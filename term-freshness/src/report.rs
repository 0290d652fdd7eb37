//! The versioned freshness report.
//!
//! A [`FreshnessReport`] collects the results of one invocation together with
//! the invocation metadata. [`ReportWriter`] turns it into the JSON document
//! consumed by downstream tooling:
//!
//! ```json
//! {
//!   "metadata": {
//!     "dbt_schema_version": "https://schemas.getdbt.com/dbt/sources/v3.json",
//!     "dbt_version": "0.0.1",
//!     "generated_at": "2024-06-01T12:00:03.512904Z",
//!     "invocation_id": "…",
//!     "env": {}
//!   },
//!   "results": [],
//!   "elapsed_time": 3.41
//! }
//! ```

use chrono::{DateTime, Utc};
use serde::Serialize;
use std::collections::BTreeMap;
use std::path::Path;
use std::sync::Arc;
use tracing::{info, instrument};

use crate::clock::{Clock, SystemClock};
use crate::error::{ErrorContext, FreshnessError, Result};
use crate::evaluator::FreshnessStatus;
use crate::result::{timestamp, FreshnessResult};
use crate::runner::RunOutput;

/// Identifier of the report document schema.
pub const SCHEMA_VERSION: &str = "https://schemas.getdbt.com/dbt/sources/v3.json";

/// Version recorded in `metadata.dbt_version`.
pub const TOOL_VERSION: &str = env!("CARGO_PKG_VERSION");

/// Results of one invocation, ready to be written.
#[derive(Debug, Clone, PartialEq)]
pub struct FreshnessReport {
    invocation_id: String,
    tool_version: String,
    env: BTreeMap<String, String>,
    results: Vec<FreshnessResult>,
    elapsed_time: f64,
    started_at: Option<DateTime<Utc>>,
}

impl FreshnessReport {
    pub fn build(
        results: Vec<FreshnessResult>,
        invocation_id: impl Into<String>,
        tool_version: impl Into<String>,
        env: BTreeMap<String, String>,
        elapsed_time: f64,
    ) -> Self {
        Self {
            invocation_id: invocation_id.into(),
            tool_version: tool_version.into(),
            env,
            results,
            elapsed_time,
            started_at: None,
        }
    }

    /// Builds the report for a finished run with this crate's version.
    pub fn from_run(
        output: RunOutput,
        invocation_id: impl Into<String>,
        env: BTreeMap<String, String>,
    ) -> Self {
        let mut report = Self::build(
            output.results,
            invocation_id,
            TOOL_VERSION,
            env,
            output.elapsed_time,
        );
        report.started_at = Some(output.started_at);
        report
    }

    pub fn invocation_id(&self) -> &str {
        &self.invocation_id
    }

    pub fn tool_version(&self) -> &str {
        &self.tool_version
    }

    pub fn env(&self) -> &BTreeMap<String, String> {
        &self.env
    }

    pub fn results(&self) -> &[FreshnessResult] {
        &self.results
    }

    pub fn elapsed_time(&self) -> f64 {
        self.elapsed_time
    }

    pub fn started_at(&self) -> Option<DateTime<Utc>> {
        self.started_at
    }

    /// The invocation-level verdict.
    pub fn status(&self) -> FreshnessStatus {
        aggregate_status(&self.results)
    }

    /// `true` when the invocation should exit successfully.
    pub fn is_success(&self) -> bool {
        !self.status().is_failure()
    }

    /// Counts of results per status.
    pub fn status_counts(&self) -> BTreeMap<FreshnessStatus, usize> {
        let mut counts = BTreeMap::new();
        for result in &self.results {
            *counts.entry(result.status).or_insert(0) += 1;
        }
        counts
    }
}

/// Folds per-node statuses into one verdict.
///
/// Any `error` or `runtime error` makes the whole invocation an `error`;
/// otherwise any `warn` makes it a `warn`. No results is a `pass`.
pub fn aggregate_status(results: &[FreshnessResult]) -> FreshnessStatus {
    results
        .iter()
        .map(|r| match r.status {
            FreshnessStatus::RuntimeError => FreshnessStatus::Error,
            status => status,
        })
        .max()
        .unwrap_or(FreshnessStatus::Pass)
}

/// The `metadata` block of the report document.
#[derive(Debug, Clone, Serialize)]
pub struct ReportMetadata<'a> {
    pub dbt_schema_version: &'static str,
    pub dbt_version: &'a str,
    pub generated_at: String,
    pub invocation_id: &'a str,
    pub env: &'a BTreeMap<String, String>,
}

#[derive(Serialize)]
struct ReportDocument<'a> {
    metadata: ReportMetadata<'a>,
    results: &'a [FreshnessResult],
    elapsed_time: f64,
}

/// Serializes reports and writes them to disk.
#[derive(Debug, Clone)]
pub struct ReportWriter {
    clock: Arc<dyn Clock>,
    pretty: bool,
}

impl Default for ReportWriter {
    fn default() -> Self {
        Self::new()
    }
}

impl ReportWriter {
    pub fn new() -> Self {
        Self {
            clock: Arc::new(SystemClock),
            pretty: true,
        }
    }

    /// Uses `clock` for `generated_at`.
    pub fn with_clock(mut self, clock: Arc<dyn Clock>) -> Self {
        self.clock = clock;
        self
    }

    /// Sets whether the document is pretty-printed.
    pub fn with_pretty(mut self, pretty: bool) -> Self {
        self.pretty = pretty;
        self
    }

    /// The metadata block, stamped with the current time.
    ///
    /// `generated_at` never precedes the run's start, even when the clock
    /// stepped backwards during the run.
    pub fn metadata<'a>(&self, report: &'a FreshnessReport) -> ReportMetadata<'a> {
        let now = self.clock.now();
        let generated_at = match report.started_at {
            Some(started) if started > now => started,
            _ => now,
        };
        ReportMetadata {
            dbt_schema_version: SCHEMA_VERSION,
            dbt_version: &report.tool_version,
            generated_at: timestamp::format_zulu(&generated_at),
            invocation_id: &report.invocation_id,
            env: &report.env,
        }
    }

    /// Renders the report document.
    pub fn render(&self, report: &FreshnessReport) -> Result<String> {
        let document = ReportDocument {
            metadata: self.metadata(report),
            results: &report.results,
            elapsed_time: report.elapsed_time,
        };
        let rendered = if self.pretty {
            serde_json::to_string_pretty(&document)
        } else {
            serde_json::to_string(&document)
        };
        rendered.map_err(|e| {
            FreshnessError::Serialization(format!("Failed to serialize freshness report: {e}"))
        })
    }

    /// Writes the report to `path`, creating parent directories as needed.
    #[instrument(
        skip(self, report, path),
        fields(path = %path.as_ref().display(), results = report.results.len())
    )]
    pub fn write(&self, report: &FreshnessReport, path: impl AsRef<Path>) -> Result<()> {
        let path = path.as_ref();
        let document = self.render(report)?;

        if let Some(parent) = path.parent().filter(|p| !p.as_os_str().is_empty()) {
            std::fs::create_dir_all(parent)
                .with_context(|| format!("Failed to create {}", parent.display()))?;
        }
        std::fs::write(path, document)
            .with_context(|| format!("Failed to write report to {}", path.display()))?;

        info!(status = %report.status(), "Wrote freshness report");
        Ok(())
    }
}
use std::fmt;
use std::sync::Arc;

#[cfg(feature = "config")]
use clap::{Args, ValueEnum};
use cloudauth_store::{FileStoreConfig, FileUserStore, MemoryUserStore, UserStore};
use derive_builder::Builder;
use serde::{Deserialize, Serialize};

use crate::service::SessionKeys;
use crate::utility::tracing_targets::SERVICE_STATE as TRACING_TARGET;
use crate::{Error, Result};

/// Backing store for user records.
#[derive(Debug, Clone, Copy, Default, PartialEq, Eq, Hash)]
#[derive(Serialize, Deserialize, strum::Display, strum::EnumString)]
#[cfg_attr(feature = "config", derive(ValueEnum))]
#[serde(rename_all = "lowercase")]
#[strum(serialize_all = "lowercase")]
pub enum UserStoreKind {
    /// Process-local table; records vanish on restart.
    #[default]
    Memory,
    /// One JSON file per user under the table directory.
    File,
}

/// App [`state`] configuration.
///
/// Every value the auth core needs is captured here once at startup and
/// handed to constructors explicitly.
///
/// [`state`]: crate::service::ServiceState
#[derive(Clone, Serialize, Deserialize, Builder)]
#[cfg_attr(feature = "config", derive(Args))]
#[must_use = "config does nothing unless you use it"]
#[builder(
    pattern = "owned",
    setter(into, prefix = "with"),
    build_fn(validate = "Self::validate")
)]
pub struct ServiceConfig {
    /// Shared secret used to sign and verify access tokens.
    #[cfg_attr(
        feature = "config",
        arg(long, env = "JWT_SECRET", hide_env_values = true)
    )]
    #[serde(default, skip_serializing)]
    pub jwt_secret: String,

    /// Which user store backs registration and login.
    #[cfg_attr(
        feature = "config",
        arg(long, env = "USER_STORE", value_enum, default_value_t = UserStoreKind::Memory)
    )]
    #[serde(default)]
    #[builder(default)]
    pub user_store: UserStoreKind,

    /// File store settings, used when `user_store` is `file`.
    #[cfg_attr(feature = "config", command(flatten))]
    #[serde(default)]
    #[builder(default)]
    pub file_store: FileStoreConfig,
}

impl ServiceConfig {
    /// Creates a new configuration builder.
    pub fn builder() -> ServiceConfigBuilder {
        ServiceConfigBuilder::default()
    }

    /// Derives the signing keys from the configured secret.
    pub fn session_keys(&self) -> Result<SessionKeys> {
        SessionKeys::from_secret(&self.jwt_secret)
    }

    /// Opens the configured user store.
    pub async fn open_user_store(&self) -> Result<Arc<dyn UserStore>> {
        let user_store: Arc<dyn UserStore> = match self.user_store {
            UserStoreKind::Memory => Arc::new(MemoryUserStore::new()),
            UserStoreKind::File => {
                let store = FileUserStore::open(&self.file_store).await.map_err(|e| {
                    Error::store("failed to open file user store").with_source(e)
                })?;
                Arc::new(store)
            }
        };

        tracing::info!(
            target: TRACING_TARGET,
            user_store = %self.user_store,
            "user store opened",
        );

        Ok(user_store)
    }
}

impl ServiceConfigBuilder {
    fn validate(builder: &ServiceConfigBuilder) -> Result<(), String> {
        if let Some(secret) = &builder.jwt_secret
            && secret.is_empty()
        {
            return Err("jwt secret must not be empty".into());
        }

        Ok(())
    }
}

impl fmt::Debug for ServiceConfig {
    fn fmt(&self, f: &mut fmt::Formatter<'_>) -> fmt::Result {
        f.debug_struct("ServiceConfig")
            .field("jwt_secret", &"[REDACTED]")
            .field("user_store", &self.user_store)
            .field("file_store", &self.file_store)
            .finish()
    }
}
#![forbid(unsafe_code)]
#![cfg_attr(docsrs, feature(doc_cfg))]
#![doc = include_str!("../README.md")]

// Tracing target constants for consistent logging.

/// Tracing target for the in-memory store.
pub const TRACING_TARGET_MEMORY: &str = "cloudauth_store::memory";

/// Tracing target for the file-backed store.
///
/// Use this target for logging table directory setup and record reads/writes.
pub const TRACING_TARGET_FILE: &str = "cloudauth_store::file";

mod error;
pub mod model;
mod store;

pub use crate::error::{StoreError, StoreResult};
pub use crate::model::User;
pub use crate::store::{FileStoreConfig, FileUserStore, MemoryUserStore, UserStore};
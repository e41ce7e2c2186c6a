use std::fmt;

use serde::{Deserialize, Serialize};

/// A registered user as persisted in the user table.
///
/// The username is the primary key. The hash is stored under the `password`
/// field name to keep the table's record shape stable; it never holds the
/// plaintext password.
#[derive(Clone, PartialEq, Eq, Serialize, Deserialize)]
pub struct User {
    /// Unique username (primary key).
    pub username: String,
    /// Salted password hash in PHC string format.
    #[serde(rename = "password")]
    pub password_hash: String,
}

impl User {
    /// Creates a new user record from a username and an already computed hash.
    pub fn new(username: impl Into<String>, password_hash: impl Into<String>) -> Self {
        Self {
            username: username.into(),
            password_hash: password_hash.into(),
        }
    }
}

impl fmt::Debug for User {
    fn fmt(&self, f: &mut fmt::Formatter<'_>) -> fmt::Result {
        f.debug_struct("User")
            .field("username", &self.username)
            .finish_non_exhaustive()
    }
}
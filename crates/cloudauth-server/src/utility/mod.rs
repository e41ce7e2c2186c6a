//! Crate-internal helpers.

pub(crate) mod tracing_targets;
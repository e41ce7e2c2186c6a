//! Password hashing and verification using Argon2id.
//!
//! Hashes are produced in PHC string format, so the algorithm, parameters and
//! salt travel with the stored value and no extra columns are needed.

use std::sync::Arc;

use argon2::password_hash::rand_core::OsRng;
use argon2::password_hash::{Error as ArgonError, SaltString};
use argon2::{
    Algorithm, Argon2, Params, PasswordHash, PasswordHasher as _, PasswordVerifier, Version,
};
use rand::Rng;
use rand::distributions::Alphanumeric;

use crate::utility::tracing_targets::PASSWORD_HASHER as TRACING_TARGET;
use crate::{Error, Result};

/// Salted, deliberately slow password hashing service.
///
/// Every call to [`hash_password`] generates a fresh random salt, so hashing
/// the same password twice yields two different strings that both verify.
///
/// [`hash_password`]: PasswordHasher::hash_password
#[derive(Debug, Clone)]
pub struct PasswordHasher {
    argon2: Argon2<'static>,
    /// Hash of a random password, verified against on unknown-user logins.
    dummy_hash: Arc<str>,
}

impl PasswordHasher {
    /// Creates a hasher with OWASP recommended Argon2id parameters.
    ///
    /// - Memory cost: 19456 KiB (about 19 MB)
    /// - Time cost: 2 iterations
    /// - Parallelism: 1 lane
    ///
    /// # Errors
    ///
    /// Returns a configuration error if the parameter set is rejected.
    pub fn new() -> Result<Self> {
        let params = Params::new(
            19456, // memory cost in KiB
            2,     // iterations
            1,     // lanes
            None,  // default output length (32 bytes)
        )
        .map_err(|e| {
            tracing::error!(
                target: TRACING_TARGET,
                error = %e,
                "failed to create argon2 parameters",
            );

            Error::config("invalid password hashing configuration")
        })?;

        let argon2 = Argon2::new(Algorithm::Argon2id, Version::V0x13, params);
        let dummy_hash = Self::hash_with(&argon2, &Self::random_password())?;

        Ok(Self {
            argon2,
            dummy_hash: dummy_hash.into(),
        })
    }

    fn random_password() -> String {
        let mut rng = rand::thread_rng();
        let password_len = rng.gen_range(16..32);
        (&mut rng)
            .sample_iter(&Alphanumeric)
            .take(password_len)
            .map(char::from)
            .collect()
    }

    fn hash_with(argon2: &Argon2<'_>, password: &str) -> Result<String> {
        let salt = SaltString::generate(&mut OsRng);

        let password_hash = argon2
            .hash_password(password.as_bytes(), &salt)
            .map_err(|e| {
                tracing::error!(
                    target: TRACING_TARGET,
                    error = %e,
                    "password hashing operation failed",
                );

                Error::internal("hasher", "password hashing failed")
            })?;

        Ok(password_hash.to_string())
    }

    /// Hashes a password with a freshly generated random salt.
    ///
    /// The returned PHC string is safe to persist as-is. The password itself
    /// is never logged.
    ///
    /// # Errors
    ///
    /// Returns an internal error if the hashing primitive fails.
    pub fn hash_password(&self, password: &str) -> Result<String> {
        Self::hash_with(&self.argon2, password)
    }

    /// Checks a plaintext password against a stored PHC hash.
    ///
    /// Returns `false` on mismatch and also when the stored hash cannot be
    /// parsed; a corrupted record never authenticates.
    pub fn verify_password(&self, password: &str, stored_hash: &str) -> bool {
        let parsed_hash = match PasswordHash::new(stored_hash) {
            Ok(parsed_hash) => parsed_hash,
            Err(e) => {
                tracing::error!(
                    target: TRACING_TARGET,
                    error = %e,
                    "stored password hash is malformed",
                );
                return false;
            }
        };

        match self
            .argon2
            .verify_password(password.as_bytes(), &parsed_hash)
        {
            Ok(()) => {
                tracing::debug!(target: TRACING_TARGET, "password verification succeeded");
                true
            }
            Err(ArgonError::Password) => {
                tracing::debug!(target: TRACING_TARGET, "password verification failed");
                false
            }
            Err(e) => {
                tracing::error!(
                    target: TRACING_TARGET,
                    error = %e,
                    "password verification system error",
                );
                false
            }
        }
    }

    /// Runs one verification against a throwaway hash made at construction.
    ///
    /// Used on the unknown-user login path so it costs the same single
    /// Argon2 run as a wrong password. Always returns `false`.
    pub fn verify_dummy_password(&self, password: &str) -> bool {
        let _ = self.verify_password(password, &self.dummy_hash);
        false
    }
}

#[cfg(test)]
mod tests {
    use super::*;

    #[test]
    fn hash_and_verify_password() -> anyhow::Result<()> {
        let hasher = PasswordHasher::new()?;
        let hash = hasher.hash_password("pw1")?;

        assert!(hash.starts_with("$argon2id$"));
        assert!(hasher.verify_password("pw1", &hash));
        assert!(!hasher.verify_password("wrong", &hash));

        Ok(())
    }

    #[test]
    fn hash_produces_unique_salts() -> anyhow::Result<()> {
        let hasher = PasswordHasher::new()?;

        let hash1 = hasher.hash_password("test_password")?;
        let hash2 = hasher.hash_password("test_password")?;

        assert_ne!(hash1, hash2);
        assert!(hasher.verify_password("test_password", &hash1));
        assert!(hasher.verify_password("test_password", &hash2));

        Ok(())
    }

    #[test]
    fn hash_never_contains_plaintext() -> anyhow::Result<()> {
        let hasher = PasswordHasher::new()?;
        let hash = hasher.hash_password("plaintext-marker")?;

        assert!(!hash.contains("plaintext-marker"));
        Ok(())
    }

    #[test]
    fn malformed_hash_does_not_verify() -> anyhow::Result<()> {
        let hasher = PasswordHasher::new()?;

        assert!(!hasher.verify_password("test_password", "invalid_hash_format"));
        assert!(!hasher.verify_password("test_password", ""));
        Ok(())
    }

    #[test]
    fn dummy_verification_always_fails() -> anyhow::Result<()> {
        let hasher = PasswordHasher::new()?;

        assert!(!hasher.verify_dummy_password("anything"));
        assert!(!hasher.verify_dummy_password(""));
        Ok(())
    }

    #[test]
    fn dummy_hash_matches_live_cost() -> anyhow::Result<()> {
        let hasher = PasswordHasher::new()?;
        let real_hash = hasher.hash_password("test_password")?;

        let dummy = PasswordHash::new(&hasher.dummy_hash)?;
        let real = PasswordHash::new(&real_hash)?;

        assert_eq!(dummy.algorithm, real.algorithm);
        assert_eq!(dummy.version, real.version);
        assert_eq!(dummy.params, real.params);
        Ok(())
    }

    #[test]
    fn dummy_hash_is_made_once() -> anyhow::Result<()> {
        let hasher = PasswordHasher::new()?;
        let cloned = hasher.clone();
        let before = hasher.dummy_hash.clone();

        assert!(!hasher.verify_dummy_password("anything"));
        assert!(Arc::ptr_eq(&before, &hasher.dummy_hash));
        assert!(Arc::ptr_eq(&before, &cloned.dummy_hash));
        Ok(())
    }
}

WHAT IS EXPECTED: Go through the lines above and tally those with the string "FreshnessReport". The total is all that is needed.

FINAL ANSWER: 6